Microsoft expands partnership with AfDB to provide financial support for young entrepreneurs, SMEs
In its bid to support young entrepreneurs, Microsoft has expanded its partnership with the African Development Bank (AfDB).
The new Africa-wide initiative is aimed to scale up technical and financial support for youth entrepreneurship
A statement by Microsoft in Lagos recently explains that the expansion of the partnership will provide the support for the young entrepreneurs under AfDB’s Youth Entrepreneurship Investment Banks (YEIB) Initiative.
“Through its African Transformation Office (ATO), Microsoft will work with the bank to develop youth entrepreneurship ecosystems, creating jobs and dramatically scaling impact in Africa through digital inclusion,” the statement explained.
Microsoft motes that Africa’s young population is expected to double in size by 2050, reaching 830 million.
It worries that, though 10 to 12 million youth join the continent’s workforce every year, just over 3 million jobs are created, meaning that large numbers of people remain unemployed.
It believes that youth entrepreneurship will go a long way to solving the employment challenge, pointing out however that lack of investment, affordable access to finance and quality business development services still present significant hurdles.
“We believe much can be done to help foster youth entrepreneurship by collaborating with the African Development Bank, driving greater economic inclusion for this key segment of the population, and ultimately building a more prosperous society,” Wael Elkabbany, Microsoft’s Africa Regional Cluster General Manager , said recently.
Elkabbany added, “Already, we’ve seen considerable success partnering together on initiatives such as Coding for Employment, which aims to equip millions of African youth with employable skills, ultimately creating broadscale employment.”
AfDB’s Vice President for Private Sector, Infrastructure and Industrialization, Solomon Quaynor, explained too that the strengthening of their partnership with Microsoft on the YEIB was an important development in their journey towards harnessing Africa’s demographic dividend and facilitating the creation of millions of jobs for young Africans by 2025.
He added that the initiative placed much-needed focus on youth entrepreneurship, which was key to achieving their ambitious employment targets.
“The partnership seeks to support the establishment of national-level institutions through a public-private collaboration model to scale up technical and financial support for youth entrepreneurs and build their capacity,” Quaynor noted.
The YEIB, he noted further, was a unique value proposition set up by the African Development Bank that anchors and integrates efforts to develop entrepreneurship ecosystems in Africa.
He hoped that, through the initiative, the bank would bring together all relevant financial and non-financial parties and partners to play their respective roles in supporting youth entrepreneurs through mentorship, coaching, knowledge and experience sharing, and more.
“Collaborating with both private sectors and partners, the YEIB would establish a funding scheme, credit guarantee scheme, and technical assistance programs to strengthen providers of services to entrepreneurs.

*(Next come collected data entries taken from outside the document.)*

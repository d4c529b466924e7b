//! Block segmentation and per-operation decoders.
//!
//! The token stream is cut into blocks at every `BlockStart` token; a block
//! runs until the next block keyword or an `EN` marker. Each block is then
//! handed to the decoder for its kind.

pub mod contour;
pub mod external;
pub mod header;
pub mod holes;
pub mod internal;
pub mod marking;

use crate::lexer::{BlockKind, Token, TokenKind};

/// A contiguous run of tokens belonging to one block.
#[derive(Debug, Clone, Copy)]
pub struct Block<'a> {
    /// Block keyword.
    pub kind: BlockKind,
    /// Source line of the keyword.
    pub line: usize,
    /// Tokens of the block, keyword and `EN` marker included.
    pub tokens: &'a [Token],
}

impl Block<'_> {
    /// Tokens carrying payload (comments and markers removed).
    pub fn payload(&self) -> impl Iterator<Item = &Token> {
        self.tokens.iter().filter(|token| !token.is_structural())
    }
}

/// Result of cutting a token stream into blocks.
#[derive(Debug, Default)]
pub struct Segments<'a> {
    /// Blocks in source order.
    pub blocks: Vec<Block<'a>>,
    /// Payload tokens found outside of any block.
    pub stray: Vec<&'a Token>,
    /// Whether an `EN` marker was seen.
    pub has_end: bool,
}

/// Cuts a token stream into blocks.
pub fn segment(tokens: &[Token]) -> Segments<'_> {
    let mut segments = Segments::default();
    let mut open: Option<(BlockKind, usize, usize)> = None;

    for (idx, token) in tokens.iter().enumerate() {
        match token.kind {
            TokenKind::BlockStart(kind) => {
                close_block(&mut segments, tokens, open.take(), idx);
                open = Some((kind, token.line, idx));
            }
            TokenKind::BlockEnd => {
                segments.has_end = true;
                close_block(&mut segments, tokens, open.take(), idx + 1);
            }
            TokenKind::Comment => {}
            _ => {
                if open.is_none() {
                    segments.stray.push(token);
                }
            }
        }
    }
    close_block(&mut segments, tokens, open, tokens.len());

    segments
}

fn close_block<'a>(
    segments: &mut Segments<'a>,
    tokens: &'a [Token],
    open: Option<(BlockKind, usize, usize)>,
    end: usize,
) {
    let Some((kind, line, start)) = open else {
        return;
    };
    if let Some(block_tokens) = tokens.get(start..end) {
        segments.blocks.push(Block {
            kind,
            line,
            tokens: block_tokens,
        });
    }
}

#[cfg(test)]
#[allow(clippy::indexing_slicing)]
mod tests {
    use super::*;
    use crate::lexer::tokenize;

    #[test]
    fn ut_seg_001_blocks_split_at_keywords() {
        let tokens = tokenize("ST\n  1\nBO\n  v 10 20 22\nAK\n  v 0 0 0\nEN\n");
        let segments = segment(&tokens);
        let kinds: Vec<BlockKind> = segments.blocks.iter().map(|b| b.kind).collect();
        assert_eq!(
            kinds,
            vec![
                BlockKind::Header,
                BlockKind::Holes,
                BlockKind::ExternalContour
            ]
        );
        assert_eq!(segments.blocks[1].line, 3);
        assert_eq!(segments.blocks[1].payload().count(), 1);
        assert_eq!(segments.blocks[2].tokens.len(), 3, "EN belongs to the block");
        assert!(segments.has_end);
        assert!(segments.stray.is_empty());
    }

    #[test]
    fn ut_seg_002_tokens_after_end_are_stray() {
        let tokens = tokenize("BO\n  v 10 20 22\nEN\n  42\n** trailing comment");
        let segments = segment(&tokens);
        assert_eq!(segments.blocks.len(), 1);
        assert_eq!(segments.stray.len(), 1);
        assert_eq!(segments.stray[0].raw, "42");
    }

    #[test]
    fn bc_seg_001_unterminated_block_runs_to_end() {
        let tokens = tokenize("BO\n  v 10 20 22\n  v 30 20 22");
        let segments = segment(&tokens);
        assert_eq!(segments.blocks.len(), 1);
        assert_eq!(segments.blocks[0].tokens.len(), 3);
        assert!(!segments.has_end);
    }

    #[test]
    fn bc_seg_002_no_tokens_no_blocks() {
        let segments = segment(&[]);
        assert!(segments.blocks.is_empty());
        assert!(segments.stray.is_empty());
    }
}
//! One-shot import of an NC1 file: lexing, segmentation, decoding and
//! validation combined into a single [`Nc1Document`].

use serde::Serialize;

use crate::decode::header::{self, ProfileHeader};
use crate::decode::holes::{self, Hole};
use crate::decode::marking::{self, Marking};
use crate::decode::{external, internal, segment, Block};
use crate::geometry::{CutRegion, ProfileContext};
use crate::lexer::{tokenize, BlockKind, Token};
use crate::validate::{validate, ValidationIssue};

/// Where the profile dimensions used for contour reconstruction came from.
#[derive(Debug, Clone, Copy, PartialEq, Eq, Serialize)]
#[serde(rename_all = "snake_case")]
pub enum ProfileSource {
    /// Supplied by the caller.
    Caller,
    /// Read from the `ST` header.
    Header,
    /// Built-in defaults.
    Default,
}

/// Outcome of one block.
#[derive(Debug, Clone, Copy, PartialEq, Eq, Serialize)]
pub struct DecodedBlock {
    /// Block keyword.
    pub kind: BlockKind,
    /// Line of the keyword.
    pub line: usize,
    /// Number of records the block produced.
    pub records: usize,
    /// Whether the block kind has a decoder.
    pub decoded: bool,
}

/// Everything recovered from one NC1 file.
#[derive(Debug, Clone, Serialize)]
pub struct Nc1Document {
    /// The first `ST` block, if any.
    #[serde(skip_serializing_if = "Option::is_none")]
    pub header: Option<ProfileHeader>,
    /// Profile dimensions used to reconstruct external contours.
    pub profile: ProfileContext,
    /// Origin of [`Self::profile`].
    pub profile_source: ProfileSource,
    /// Blocks in source order.
    pub blocks: Vec<DecodedBlock>,
    /// Holes of every `BO` block.
    pub holes: Vec<Hole>,
    /// Cuts of every `AK` and `IK` block.
    pub cuts: Vec<CutRegion>,
    /// Markings of every `SI` block.
    pub markings: Vec<Marking>,
    /// Structural issues found by the validator.
    #[serde(skip)]
    pub issues: Vec<ValidationIssue>,
    /// Human-readable diagnostics.
    pub warnings: Vec<String>,
    /// The token stream the document was decoded from.
    #[serde(skip)]
    pub tokens: Vec<Token>,
}

impl Nc1Document {
    /// Number of blocks whose kind has no decoder.
    pub fn skipped_blocks(&self) -> usize {
        self.blocks.iter().filter(|b| !b.decoded).count()
    }
}

#[derive(Debug, Default)]
struct Operations {
    holes: Vec<Hole>,
    cuts: Vec<CutRegion>,
    markings: Vec<Marking>,
}

impl Operations {
    /// Routes one block to its decoder and returns the number of records.
    fn decode_block(&mut self, block: &Block<'_>, profile: &ProfileContext) -> usize {
        match block.kind {
            BlockKind::Header => 1,
            BlockKind::Holes => append(&mut self.holes, holes::decode(block.tokens)),
            BlockKind::ExternalContour => {
                append(&mut self.cuts, external::decode(block.tokens, profile))
            }
            BlockKind::InternalContour => append(&mut self.cuts, internal::decode(block.tokens)),
            BlockKind::Marking => append(&mut self.markings, marking::decode(block.tokens)),
            BlockKind::PowderMarking
            | BlockKind::PunchMarking
            | BlockKind::SawCut
            | BlockKind::Tolerance
            | BlockKind::Camber
            | BlockKind::Profile
            | BlockKind::Bending => 0,
        }
    }
}

fn append<T>(records: &mut Vec<T>, mut decoded: Vec<T>) -> usize {
    let count = decoded.len();
    records.append(&mut decoded);
    count
}

/// Imports an NC1 text.
///
/// Profile dimensions are taken from `profile` when given, else from the
/// header, else from the defaults. Never fails: anything the decoders cannot
/// use is dropped and reported in [`Nc1Document::warnings`].
pub fn parse(text: &str, profile: Option<ProfileContext>) -> Nc1Document {
    let tokens = tokenize(text);
    let segments = segment(&tokens);
    let mut warnings = Vec::new();

    let mut headers = segments.blocks.iter().filter(|b| b.kind == BlockKind::Header);
    let header = headers.next().map(|b| header::decode(b.tokens));
    for extra in headers {
        warnings.push(format!(
            "line {}: additional {} block ignored",
            extra.line, extra.kind
        ));
    }

    let (profile, profile_source) = resolve_profile(profile, header.as_ref());
    if profile_source == ProfileSource::Default {
        warnings.push(
            "no profile length in header, external contours use default dimensions".to_string(),
        );
    }
    tracing::debug!(?profile_source, length = profile.length, "profile resolved");

    let mut operations = Operations::default();
    let blocks: Vec<DecodedBlock> = segments
        .blocks
        .iter()
        .map(|block| {
            let records = operations.decode_block(block, &profile);
            let decoded = block.kind.is_decoded();
            if decoded {
                tracing::debug!(kind = %block.kind, line = block.line, records, "block decoded");
            } else {
                tracing::debug!(kind = %block.kind, line = block.line, "block skipped");
                warnings.push(format!(
                    "line {}: {} block not supported, skipped",
                    block.line, block.kind
                ));
            }
            DecodedBlock {
                kind: block.kind,
                line: block.line,
                records,
                decoded,
            }
        })
        .collect();

    let issues = validate(&tokens, &segments);
    warnings.extend(issues.iter().map(ToString::to_string));

    Nc1Document {
        header,
        profile,
        profile_source,
        blocks,
        holes: operations.holes,
        cuts: operations.cuts,
        markings: operations.markings,
        issues,
        warnings,
        tokens,
    }
}

/// Picks the profile dimensions: caller first, then header, then defaults.
pub fn resolve_profile(
    explicit: Option<ProfileContext>,
    header: Option<&ProfileHeader>,
) -> (ProfileContext, ProfileSource) {
    match (explicit, header.and_then(ProfileHeader::profile_context)) {
        (Some(profile), _) => (profile, ProfileSource::Caller),
        (None, Some(profile)) => (profile, ProfileSource::Header),
        (None, None) => (ProfileContext::default(), ProfileSource::Default),
    }
}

“In terms of policy support, it will advocate to governments for the business enabling environment reforms needed to catalyse youth entrepreneurship,” he said.
Elkabanny disclosed that Microsoft would also leverage its partner ecosystem, which covers 54 countries across the continent, to action on key technology solutions across four key areas. These include skilling, connectivity, small-to-medium enterprise (SME) digitisation and hardware.
He explained that to connect youth to economic opportunity and employability skills, the partnership would provide them with career pathway and learning content.
“This includes the use of existing e-learning platforms such as Coding for Employment. The initiative also aims to build the capacity of Enterprise Services Organizations, benefitting youth through the training of trainers,” he said.
He explained further that by leveraging successful connectivity solutions such as Microsoft Airband, the partnership would develop effective infrastructure models to help bridge the digital divide.
At the same time, he said, it would support other innovative solutions on the market either through direct or indirect investment.
Besides skilling and connectivity, he said, the
partnership also aims to improve SME digital literacy and business skills by creating access to curated learning content, certifications, business solutions, business skills and specialised digital skills.
This, he said, would be driven in partnership with LinkedIn and through skilling programs such as MS Learn and the Cloud Academy. “Access to finance for digitally enabled SMEs will also be facilitated through Microsoft partnerships,” he said.